Harris, in turn, in analyzing the arguments from the other documents, shows how they remained within the sphere of petitions of principle against cloning, the result of 'instant reactions' and with inconsistently drafted arguments, concluding that "the objections to human cloning [are] less than plausible" (Harris, 1997:358). Accepting the argument of the existence (in current liberal democratic societies) of the right to 'procreative autonomy', that is, the "right to control their own role in procreation unless the state has a compelling reason for denying them that control" (Dworkin, 1993 apud Harris, 1997:358), Harris contends that if we wish to live in such a society, "we should be prepared to accept both some degree of offense and some social disadvantages as a price we should be willing to pay in order to protect freedom of choice in matter of procreation and perhaps this applies to cloning as much as to more straightforward or usual procreative preferences" (Harris, 1997:359).
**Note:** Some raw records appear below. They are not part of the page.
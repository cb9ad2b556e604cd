//! Running totals across DCA purchases.
//!
//! The accumulator keeps full-precision totals and emits rounded
//! [`PurchaseEvent`] rows; rounding never feeds back into the totals.

use chrono::NaiveDate;
use dca_domain::math::rounding::{round_btc, round_usd};
use dca_domain::{Price, PurchaseEvent, SimulationError};
use rust_decimal::Decimal;

/// Tracks invested capital and BTC held as purchases are recorded.
#[derive(Debug, Clone)]
pub struct DcaAccumulator {
    /// Quote-currency amount spent per purchase.
    amount: Decimal,
    /// Total invested so far.
    total_invested: Decimal,
    /// BTC held so far.
    btc_accumulated: Decimal,
    /// One row per recorded purchase.
    chart_data: Vec<PurchaseEvent>,
}

impl DcaAccumulator {
    /// Creates an empty accumulator.
    #[must_use]
    pub fn new(amount: Decimal) -> Self {
        Self {
            amount,
            total_invested: Decimal::ZERO,
            btc_accumulated: Decimal::ZERO,
            chart_data: Vec::new(),
        }
    }

    /// Records a purchase of `amount` at `price` on `date`.
    ///
    /// Totals are left untouched when an error is returned.
    ///
    /// # Errors
    /// Returns [`SimulationError::InvalidInput`] if `price` is not positive
    /// or a running total leaves the decimal range.
    pub fn record_purchase(
        &mut self,
        date: NaiveDate,
        price: Price,
    ) -> Result<&PurchaseEvent, SimulationError> {
        if !price.is_positive() {
            return Err(SimulationError::InvalidInput(format!(
                "non-positive price {price} for {date}"
            )));
        }

        let btc_bought = self
            .amount
            .checked_div(price.value)
            .ok_or_else(|| overflow("BTC bought"))?;
        let total_invested = self
            .total_invested
            .checked_add(self.amount)
            .ok_or_else(|| overflow("total invested"))?;
        let btc_accumulated = self
            .btc_accumulated
            .checked_add(btc_bought)
            .ok_or_else(|| overflow("BTC accumulated"))?;
        let portfolio_value = btc_accumulated
            .checked_mul(price.value)
            .ok_or_else(|| overflow("portfolio value"))?;

        self.total_invested = total_invested;
        self.btc_accumulated = btc_accumulated;

        self.chart_data.push(PurchaseEvent {
            date,
            price_at_buy: price,
            invested: round_usd(self.total_invested),
            btc_accumulated: round_btc(self.btc_accumulated),
            portfolio_value_at_date: round_usd(portfolio_value),
        });

        Ok(&self.chart_data[self.chart_data.len() - 1])
    }

    /// Quote-currency amount spent per purchase.
    #[must_use]
    pub fn amount(&self) -> Decimal {
        self.amount
    }

    /// Total invested, unrounded.
    #[must_use]
    pub fn total_invested(&self) -> Decimal {
        self.total_invested
    }

    /// BTC held, unrounded.
    #[must_use]
    pub fn btc_accumulated(&self) -> Decimal {
        self.btc_accumulated
    }

    /// Number of purchases recorded.
    #[must_use]
    pub fn purchase_count(&self) -> usize {
        self.chart_data.len()
    }

    /// Average cost per BTC.
    ///
    /// # Errors
    /// - [`SimulationError::NoPurchasesMade`] while no BTC is held.
    /// - [`SimulationError::InvalidInput`] if the ratio leaves the decimal range.
    pub fn avg_buy_price(&self) -> Result<Decimal, SimulationError> {
        if self.btc_accumulated.is_zero() {
            return Err(SimulationError::NoPurchasesMade);
        }
        self.total_invested
            .checked_div(self.btc_accumulated)
            .ok_or_else(|| overflow("average buy price"))
    }

    /// Consumes the accumulator, returning the recorded rows.
    #[must_use]
    pub fn into_chart_data(self) -> Vec<PurchaseEvent> {
        self.chart_data
    }
}

/// Error for a quantity that does not fit in a [`Decimal`].
pub(crate) fn overflow(quantity: &str) -> SimulationError {
    SimulationError::InvalidInput(format!("{quantity} overflows decimal range"))
}

#[cfg(test)]
mod tests {
    use super::*;
    use rust_decimal_macros::dec;

    fn date(y: i32, m: u32, d: u32) -> NaiveDate {
        NaiveDate::from_ymd_opt(y, m, d).unwrap()
    }

    #[test]
    fn test_empty_accumulator() {
        let acc = DcaAccumulator::new(dec!(100));
        assert_eq!(acc.purchase_count(), 0);
        assert!(acc.btc_accumulated().is_zero());
        assert_eq!(acc.avg_buy_price(), Err(SimulationError::NoPurchasesMade));
        assert_eq!(acc.amount(), dec!(100));
    }

    #[test]
    fn test_running_totals() {
        let mut acc = DcaAccumulator::new(dec!(100));

        let first = acc.record_purchase(date(2022, 1, 1), Price::new(dec!(100))).unwrap();
        assert_eq!(first.invested, dec!(100));
        assert_eq!(first.btc_accumulated, dec!(1));
        assert_eq!(first.portfolio_value_at_date, dec!(100));

        let second = acc.record_purchase(date(2022, 1, 8), Price::new(dec!(200))).unwrap();
        assert_eq!(second.invested, dec!(200));
        assert_eq!(second.btc_accumulated, dec!(1.5));
        // Running BTC is valued at the price of this purchase.
        assert_eq!(second.portfolio_value_at_date, dec!(300));

        assert_eq!(acc.total_invested(), dec!(200));
        assert_eq!(acc.btc_accumulated(), dec!(1.5));
        assert_eq!(acc.avg_buy_price().map(round_usd), Ok(dec!(133.33)));
    }

    #[test]
    fn test_rows_are_rounded_but_totals_are_not() {
        let mut acc = DcaAccumulator::new(dec!(100));
        let row = acc.record_purchase(date(2022, 1, 1), Price::new(dec!(30000))).unwrap();

        // 100 / 30000 = 0.00333333...
        assert_eq!(row.btc_accumulated, dec!(0.00333333));
        assert!(acc.btc_accumulated() > dec!(0.00333333));
        assert!(acc.btc_accumulated() < dec!(0.00333334));
    }

    #[test]
    fn test_rejects_zero_price() {
        let mut acc = DcaAccumulator::new(dec!(100));
        let err = acc
            .record_purchase(date(2022, 1, 1), Price::new(Decimal::ZERO))
            .unwrap_err();
        assert!(matches!(err, SimulationError::InvalidInput(_)));
        assert_eq!(acc.purchase_count(), 0);
    }

    #[test]
    fn test_division_overflow_is_invalid_input() {
        let mut acc = DcaAccumulator::new(dec!(100000000000000000000));
        let err = acc
            .record_purchase(date(2022, 1, 1), Price::new(dec!(0.000000001)))
            .unwrap_err();

        assert!(matches!(err, SimulationError::InvalidInput(ref msg) if msg.contains("overflows")));
        assert_eq!(acc.purchase_count(), 0);
        assert!(acc.btc_accumulated().is_zero());
    }

    #[test]
    fn test_total_overflow_keeps_previous_totals() {
        let mut acc = DcaAccumulator::new(Decimal::MAX);
        acc.record_purchase(date(2022, 1, 1), Price::new(Decimal::MAX))
            .unwrap();

        let err = acc
            .record_purchase(date(2022, 1, 2), Price::new(Decimal::MAX))
            .unwrap_err();

        assert!(matches!(err, SimulationError::InvalidInput(_)));
        assert_eq!(acc.purchase_count(), 1);
        assert_eq!(acc.total_invested(), Decimal::MAX);
    }
}
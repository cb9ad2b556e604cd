use rust_decimal::{Decimal, RoundingStrategy};

/// Decimal places for quote-currency (USDT) amounts.
pub const USD_DECIMALS: u32 = 2;
/// Decimal places for base-asset (BTC) quantities.
pub const BTC_DECIMALS: u32 = 8;

/// Rounds a quote-currency amount for presentation.
#[must_use]
pub fn round_usd(value: Decimal) -> Decimal {
    value.round_dp_with_strategy(USD_DECIMALS, RoundingStrategy::MidpointAwayFromZero)
}

/// Rounds a base-asset quantity for presentation.
#[must_use]
pub fn round_btc(value: Decimal) -> Decimal {
    value.round_dp_with_strategy(BTC_DECIMALS, RoundingStrategy::MidpointAwayFromZero)
}
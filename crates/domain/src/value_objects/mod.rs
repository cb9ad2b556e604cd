pub mod price;
pub mod simulation_request;
pub mod simulation_result;

pub use price::Price;
pub use simulation_request::SimulationRequest;
pub use simulation_result::{PurchaseEvent, SimulationReport, SimulationResult};
use crate::enums::Frequency;
use crate::value_objects::price::Price;
use chrono::NaiveDate;
use rust_decimal::Decimal;
use serde::{Deserialize, Serialize};

/// One purchase and the running totals right after it.
#[derive(Debug, Clone, PartialEq, Eq, Serialize, Deserialize)]
#[serde(rename_all = "camelCase")]
pub struct PurchaseEvent {
    /// Purchase date (UTC).
    pub date: NaiveDate,
    /// Close of the candle the purchase was priced at.
    pub price_at_buy: Price,
    /// Running total invested, 2 dp.
    pub invested: Decimal,
    /// Running BTC held, 8 dp.
    pub btc_accumulated: Decimal,
    /// Running BTC valued at `price_at_buy`, 2 dp.
    pub portfolio_value_at_date: Decimal,
}

/// Aggregate outcome of a DCA simulation.
///
/// Optional fields are `None` when no latest price was supplied; they
/// serialize as `null`.
#[derive(Debug, Clone, PartialEq, Eq, Serialize, Deserialize)]
#[serde(rename_all = "camelCase")]
pub struct SimulationResult {
    pub total_invested: Decimal,
    pub btc_accumulated: Decimal,
    pub avg_buy_price: Decimal,
    pub latest_price: Option<Decimal>,
    pub current_value: Option<Decimal>,
    /// Unrounded ratio, e.g. `0.5` for +50%.
    pub roi: Option<Decimal>,
    /// Value of investing `total_invested` on the first purchase date.
    pub lump_sum_value: Option<Decimal>,
    pub chart_data: Vec<PurchaseEvent>,
}

impl SimulationResult {
    /// Number of purchases made.
    #[must_use]
    pub fn purchase_count(&self) -> usize {
        self.chart_data.len()
    }

    /// DCA value minus lump-sum value; positive when DCA did better.
    #[must_use]
    pub fn dca_vs_lump_sum(&self) -> Option<Decimal> {
        match (self.current_value, self.lump_sum_value) {
            (Some(current), Some(lump_sum)) => Some(current - lump_sum),
            _ => None,
        }
    }
}

/// A result together with the parameters that produced it.
#[derive(Debug, Clone, PartialEq, Eq, Serialize, Deserialize)]
#[serde(rename_all = "camelCase")]
pub struct SimulationReport {
    pub start_date: NaiveDate,
    pub end_date: NaiveDate,
    pub frequency: Frequency,
    pub amount: Decimal,
    #[serde(flatten)]
    pub result: SimulationResult,
}

#[cfg(test)]
mod tests {
    use super::*;
    use rust_decimal_macros::dec;
    use serde_json::json;

    fn sample_result(latest: bool) -> SimulationResult {
        SimulationResult {
            total_invested: dec!(200),
            btc_accumulated: dec!(1.5),
            avg_buy_price: dec!(133.33),
            latest_price: latest.then_some(dec!(200)),
            current_value: latest.then_some(dec!(300)),
            roi: latest.then_some(dec!(0.5)),
            lump_sum_value: latest.then_some(dec!(400)),
            chart_data: vec![PurchaseEvent {
                date: NaiveDate::from_ymd_opt(2022, 1, 1).unwrap(),
                price_at_buy: Price::new(dec!(100)),
                invested: dec!(100),
                btc_accumulated: dec!(1),
                portfolio_value_at_date: dec!(100),
            }],
        }
    }

    #[test]
    fn test_result_serializes_camel_case_numbers() {
        let value = serde_json::to_value(sample_result(true)).unwrap();

        assert_eq!(value["totalInvested"], json!(200.0));
        assert_eq!(value["avgBuyPrice"], json!(133.33));
        assert_eq!(value["roi"], json!(0.5));
        assert_eq!(value["chartData"][0]["date"], json!("2022-01-01"));
        assert_eq!(value["chartData"][0]["priceAtBuy"], json!(100.0));
        assert_eq!(value["chartData"][0]["portfolioValueAtDate"], json!(100.0));
    }

    #[test]
    fn test_absent_optionals_serialize_as_null() {
        let value = serde_json::to_value(sample_result(false)).unwrap();

        assert!(value["latestPrice"].is_null());
        assert!(value["currentValue"].is_null());
        assert!(value["roi"].is_null());
        assert!(value["lumpSumValue"].is_null());
    }

    #[test]
    fn test_dca_vs_lump_sum() {
        assert_eq!(sample_result(true).dca_vs_lump_sum(), Some(dec!(-100)));
        assert_eq!(sample_result(false).dca_vs_lump_sum(), None);
    }

    #[test]
    fn test_report_flattens_result() {
        let report = SimulationReport {
            start_date: NaiveDate::from_ymd_opt(2022, 1, 1).unwrap(),
            end_date: NaiveDate::from_ymd_opt(2022, 1, 8).unwrap(),
            frequency: Frequency::Weekly,
            amount: dec!(100),
            result: sample_result(true),
        };
        let value = serde_json::to_value(report).unwrap();

        assert_eq!(value["startDate"], json!("2022-01-01"));
        assert_eq!(value["frequency"], json!("weekly"));
        assert_eq!(value["amount"], json!(100.0));
        assert_eq!(value["btcAccumulated"], json!(1.5));
        assert!(value["chartData"].is_array());
    }
}
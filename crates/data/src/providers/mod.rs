//! Upstream market data providers.

mod binance;

pub use binance::{BinanceProvider, EARLIEST_CANDLE_MS, clamp_to_earliest, kline_windows};
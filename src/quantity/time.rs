use std::fmt::{Debug, Display, Formatter};

use chrono::TimeDelta;

use crate::quantity::Quantity;

pub type Hours = Quantity<0, 1, 0>;

impl From<TimeDelta> for Hours {
    fn from(time_delta: TimeDelta) -> Self {
        Self(time_delta.as_seconds_f64() / 3600.0)
    }
}

impl Display for Hours {
    fn fmt(&self, f: &mut Formatter<'_>) -> std::fmt::Result {
        write!(f, "{:.2} h", self.0)
    }
}

impl Debug for Hours {
    fn fmt(&self, f: &mut Formatter<'_>) -> std::fmt::Result {
        write!(f, "{:?}h", self.0)
    }
}

#[cfg(test)]
mod tests {
    use super::*;

    #[test]
    fn test_from_time_delta() {
        assert_eq!(Hours::from(TimeDelta::minutes(15)), Quantity(0.25));
    }
}
//! Shared test fixtures.

use chrono::{NaiveDate, NaiveDateTime, TimeDelta};

use crate::{
    battery::BatteryState,
    dispatch::Optimizer,
    forecast::{Forecast, ForecastPoint},
    plan::Plan,
    quantity::Quantity,
    scheduler::{Appliance, Scheduler},
    tariff::{TariffPeriod, TariffSchedule},
};

pub const SLOT_WIDTH: TimeDelta = TimeDelta::minutes(15);

pub fn at(hour: u32, minute: u32) -> NaiveDateTime {
    NaiveDate::from_ymd_opt(2025, 6, 1).unwrap().and_hms_opt(hour, minute, 0).unwrap()
}

/// Four six-hour periods: 4, 8, 12, and 10 per kilowatt-hour.
pub fn example_schedule() -> TariffSchedule {
    TariffSchedule::try_new(vec![
        TariffPeriod::new(0, 360, 4.0, "Super Off-Peak"),
        TariffPeriod::new(360, 720, 8.0, "Off-Peak"),
        TariffPeriod::new(720, 1080, 12.0, "Peak"),
        TariffPeriod::new(1080, 1440, 10.0, "Mid-Peak"),
    ])
    .unwrap()
}

/// Forecast with the same values in every 15-minute slot.
pub fn flat_forecast(
    start: NaiveDateTime,
    n_slots: usize,
    consumption: f64,
    solar: f64,
    rate: f64,
) -> Forecast {
    forecast(start, &vec![(consumption, solar, rate); n_slots])
}

/// Forecast from `(consumption, solar, rate)` triples of consecutive 15-minute slots.
pub fn forecast(start: NaiveDateTime, slots: &[(f64, f64, f64)]) -> Forecast {
    let points = (0..)
        .zip(slots)
        .map(|(index, &(consumption, solar, rate))| ForecastPoint {
            timestamp: start + SLOT_WIDTH * index,
            consumption: Quantity(consumption),
            solar: Quantity(solar),
            tariff_rate: Quantity(rate),
            confidence: None,
        })
        .collect();
    Forecast::try_new(SLOT_WIDTH, points).unwrap()
}

/// 10 kWh battery at half charge with 5 kW limits and 90% round-trip efficiency.
pub fn home_battery() -> BatteryState {
    BatteryState {
        capacity: Quantity(10.0),
        min_soc: Quantity(1.0),
        max_soc: Quantity(10.0),
        max_charge: Quantity(5.0),
        max_discharge: Quantity(5.0),
        round_trip_efficiency: 0.9,
        current_soc: Quantity(5.0),
    }
}

/// Plan of the forecast without a battery, with the appliances scheduled and no feed-in.
pub fn plan(forecast: &Forecast, appliances: Vec<Appliance>) -> Plan {
    let dispatch =
        Optimizer::builder().forecast(forecast).battery(&BatteryState::NONE).solve().unwrap();
    let schedule = Scheduler::builder().dispatch(&dispatch).appliances(&appliances).schedule();
    Plan::new(1, SLOT_WIDTH, dispatch, schedule, appliances, Quantity::ZERO)
}
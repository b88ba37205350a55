use serde::{Deserialize, Serialize};

use crate::quantity::rate::KilowattHourRate;

pub const MINUTES_PER_DAY: u16 = 1440;

/// Daily recurring tariff period.
///
/// Offsets are minutes since midnight. A period whose start is after its end wraps around
/// midnight, for example `22:00–06:00` is `{ start_offset: 1320, end_offset: 360 }`.
/// The end offset may be `1440` to denote the end of the day.
#[derive(Clone, Debug, PartialEq, Serialize, Deserialize)]
pub struct TariffPeriod {
    pub start_offset: u16,
    pub end_offset: u16,
    pub rate: KilowattHourRate,
    pub label: String,
}

impl TariffPeriod {
    pub fn new(start_offset: u16, end_offset: u16, rate: f64, label: impl Into<String>) -> Self {
        Self { start_offset, end_offset, rate: KilowattHourRate::from(rate), label: label.into() }
    }

    #[must_use]
    pub const fn wraps_midnight(&self) -> bool {
        self.start_offset > self.end_offset
    }

    /// Non-wrapping `[start, end)` minute ranges this period occupies within a day.
    pub(super) fn minute_ranges(&self) -> impl Iterator<Item = (u16, u16)> {
        let ranges = if self.wraps_midnight() {
            [(self.start_offset, MINUTES_PER_DAY), (0, self.end_offset)]
        } else {
            [(self.start_offset, self.end_offset), (0, 0)]
        };
        ranges.into_iter().filter(|(start, end)| start < end)
    }

    /// Total length of the period within a day, in minutes.
    #[must_use]
    pub fn minutes(&self) -> u16 {
        self.minute_ranges().map(|(start, end)| end - start).sum()
    }
}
Therefore, we should avoid both the feeling of alarm which demonizes the 'Dolly fact' and predicts a somber, not-too-distant future, peopled with legions of enslaved human clones, programmed and organized in a kind of society of 'drones', void of individual will and the feeling of fascination, which enshrines the fact and contends that the precariousness and finitude of the human condition are on the verge of being overcome forever thanks to a new bio-anthropo-social order, consisting of individuals belonging to a species better adapted to a world in rapid transformation with healthier physical and psychological characteristics and more desirable skills, to the point of being 'perfectly healthy' (Sfez, 1995). The two positions (which we have caricatured here for didactic purposes) can be equally harmful, since they stir up uncontrollable emotions and get what now is and what can actually come to be (the cloning of biological characteristics) mixed up with what is not nor can come to be (the cloning of individuality or personality).

The morality of human cloning

Before directly approaching the morality of human cloning, we need to make a few preliminary remarks in order to demarcate the object of our analysis.

First, controlled cloning of plants and animals does not entail major moral conflict, as long as it is considered necessary for human well-being and as long as useless suffering of animals is avoided (GAEIB, 1997). Obviously there are pertinent objections to this position (like the 'biocentric' objections of given environmentalist sectors and the 'senticentric' objections of defenders of animal 'rights' or 'interests'), but strictly speaking these do not pertain to the field of bioethics, rather in fact to the fields of environmental ethics and animal ethics, which can be considered disciplines distinct from bioethics (Mori, 1994).

Second, the debate over cloning is not new, since it began in the 1960s, when human cloning was proposed for the first time as "a scientific solution to preserving the endangered species of humanity" (Campbell, 1997:15).

Third, there is a semantic complicating factor, given that we are not always sufficiently clear about what is meant by the term 'cloning'. In fact, we can mean different things by 'cloning':

1) cloning per se, or the production of individuals identical with an original through asexual reproduction, which is common in the plant kingdom and which in principle produces individuals with the same genetic endowment, but not necessarily, since some genetic mutation can occur during the process;

2) 'cloning' by SCNT, producing a later-born identical twin with the same nuclear DNA as the donor individual but without the same mitochondrial DNA; and

3) 'cloning' by embryo splitting, producing genetically identical monozygotic twins, but resulting from the recombination of the genetic endowment of male and female gametes.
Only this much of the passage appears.